Dance nights had free admission. A mule and wagon would be in colored town at seven o:clock to carry folks out to the 22. At eleven, it would carry folks back to town. The 22 might stay open until the wee hours of the morning, but if you stayed later than eleven, you had to catch a ride or walk back to town. Jimmy wanted folks to have a good time, but he didn't want no trouble.
* * * *
Sheriff William Wright got a call on Monday morning from Elton Mc Coy's wife saying Elton was 'Sick as dog and had Jake Leg from drinking bad liquor at the 22. They wanted Jimmy Mc Neese arrested and they wanted him to pay for doctor bills and damages. The Sheriff said he'd see what he could do.
Del Wright, the sheriff's son, was day deputy that week. Del went to the 22 and told Jimmy about the complaint. Jimmy, cussed a good blue streak, slapped the counter top and said, “That cracker came here more than half looped. I don't think he had but two or three drinks! Nobody else got sick.”
Del visited a while, thanked Jimmy, and said he'd look into it further. Del and Jimmy were friendly in a cautious way. An honest deputy could not afford to get too friendly with a colored man who sold boot leg liquor. But they shared a love for music, especially the blues, and in that subject, Jimmy had been Del's mentor.
Del went over to the repair shop and found Benny Poor Boy patching a tractor inner tube. He told Benny what he was looking into. Benny said, “There not a thing wrong with Jimmy liquor. That McCoy come in here drunk. Some people got whiskey sick down in Osage town. Talk to Francois Poor Bear, my cousin. Tell him I sent you.”
Del drove down to Osage and found Francois. Francois said, “Yeah, that dumb ass Tom Lyons and George Benson got sick as dogs. I heard they bought the booze from that Elton Mc Coy. Words out not to buy from him.”
Del drove down to Mc Coy place midway between Osage and the near ghost town of Hard Scratch. He parked the car, went in the barn and looked, then went to a shed on the edge of a nearby timber with a big messy pile of firewood beside it. He opened the shed door and case solved, there was a still inside. He brought the car over to the shed, loaded the still and then went to the house and arrested Elton Mc Coy for bootlegging.

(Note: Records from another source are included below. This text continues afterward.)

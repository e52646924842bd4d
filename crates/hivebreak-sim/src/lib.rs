//! # Hivebreak Sim
//!
//! The simulation core of Hivebreak, a 2D side-scrolling action game:
//! - Shared entity model (position, hitbox, health, faction, life state)
//! - Combat resolution: ranged fire, melee swings, projectile hits
//! - Enemy AI state machines parameterized by per-kind stat profiles
//! - Boss encounters with health-threshold phases and fixed ability rotations
//! - Progress-based enemy waves and pickup drops
//! - Rooms, doors, and atomic room transitions
//! - NPC dialogue
//! - The fixed-order frame update loop emitting per-tick snapshots
//!
//! The crate is headless and deterministic: all timers are tick counters, all
//! randomness flows from one seeded generator, and presentation consumes only
//! the immutable [`snapshot::Snapshot`].

#![warn(missing_docs)]
#![warn(clippy::all)]
#![deny(clippy::unwrap_used)]

pub mod ai;
pub mod assets;
pub mod boss;
pub mod combat;
pub mod config;
pub mod dialogue;
pub mod enemy;
pub mod entity;
pub mod events;
pub mod input;
pub mod npc;
pub mod physics;
pub mod pickup;
pub mod player;
pub mod room;
pub mod session;
pub mod snapshot;
pub mod spawn;

/// Prelude for convenient imports
pub mod prelude {
    pub use crate::ai::{AiState, AttackIntent, AttackKind};
    pub use crate::assets::{PlaceholderCatalog, SpriteCatalog, SpriteInfo, SpriteKey};
    pub use crate::boss::{BossAbility, BossPhase, BossState};
    pub use crate::combat::{CombatSystem, CombatTuning, FireOutcome, MeleeOutcome, Weapon};
    pub use crate::config::GameConfig;
    pub use crate::dialogue::{DialogueBox, DialogueLine, DialogueScript, LineKind};
    pub use crate::enemy::{Enemy, EnemyKind, StatProfile};
    pub use crate::entity::{Entity, Faction, Facing, Health, LifeState};
    pub use crate::events::{EventBus, GameEvent};
    pub use crate::input::{InputEvent, InputQueue, PlayerIntent, Vec2};
    pub use crate::npc::{Npc, NpcKind};
    pub use crate::physics::{Bounds, AABB};
    pub use crate::pickup::{Pickup, PickupEffect, PickupKind, PickupManager};
    pub use crate::player::{Player, PlayerTuning};
    pub use crate::room::{Door, Room, RoomManager};
    pub use crate::session::{GameSession, SessionPhase};
    pub use crate::snapshot::Snapshot;
    pub use crate::spawn::{SpawnRng, WaveDirector, WaveRule};
}

pub use prelude::*;

#[cfg(test)]
mod tests {
    use super::prelude::*;

    #[test]
    fn test_campaign_session_boots() {
        let mut session = GameSession::with_campaign(7).expect("session");
        let snapshot = session.tick();
        assert_eq!(snapshot.phase, SessionPhase::Running);
        assert!(!snapshot.enemies.is_empty());
    }

    #[test]
    fn test_config_round_trips_through_ron() {
        let config = GameConfig::campaign();
        let text = config.to_ron_string().expect("serialize");
        let restored = GameConfig::from_ron_str(&text).expect("parse");
        let mut session = GameSession::new(restored, 7).expect("session");
        session.tick();
    }

    #[test]
    fn test_bestiary_covers_boss_and_swarm() {
        let kinds = EnemyKind::all();
        assert!(kinds.iter().any(|k| k.is_boss()));
        assert!(kinds.iter().any(|k| !k.is_boss()));
    }
}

You don't sell bad whiskey in Goodland County and try to put the blame on somebody else.
* * * *
Many law enforcement agencies made only token efforts to enforce the liquor laws during Prohibition. Too many people thought the law was wrong and they were going to have their drinks.
Prohibition made outlaws and wealthy men out of some honest and not so honest folks. Many bootleggers took pride in their product. Some did not have the the knowledge, skill or integrity to to make 'safe' alcohol. Some customers got sick and a few died.
Jake leg was a condition, usually temporary, causing victims to lose the use of their hands and feet. Some could walk, but with poor control of their muscles. They often had a jerky and distinctive way of walking called Jake walk.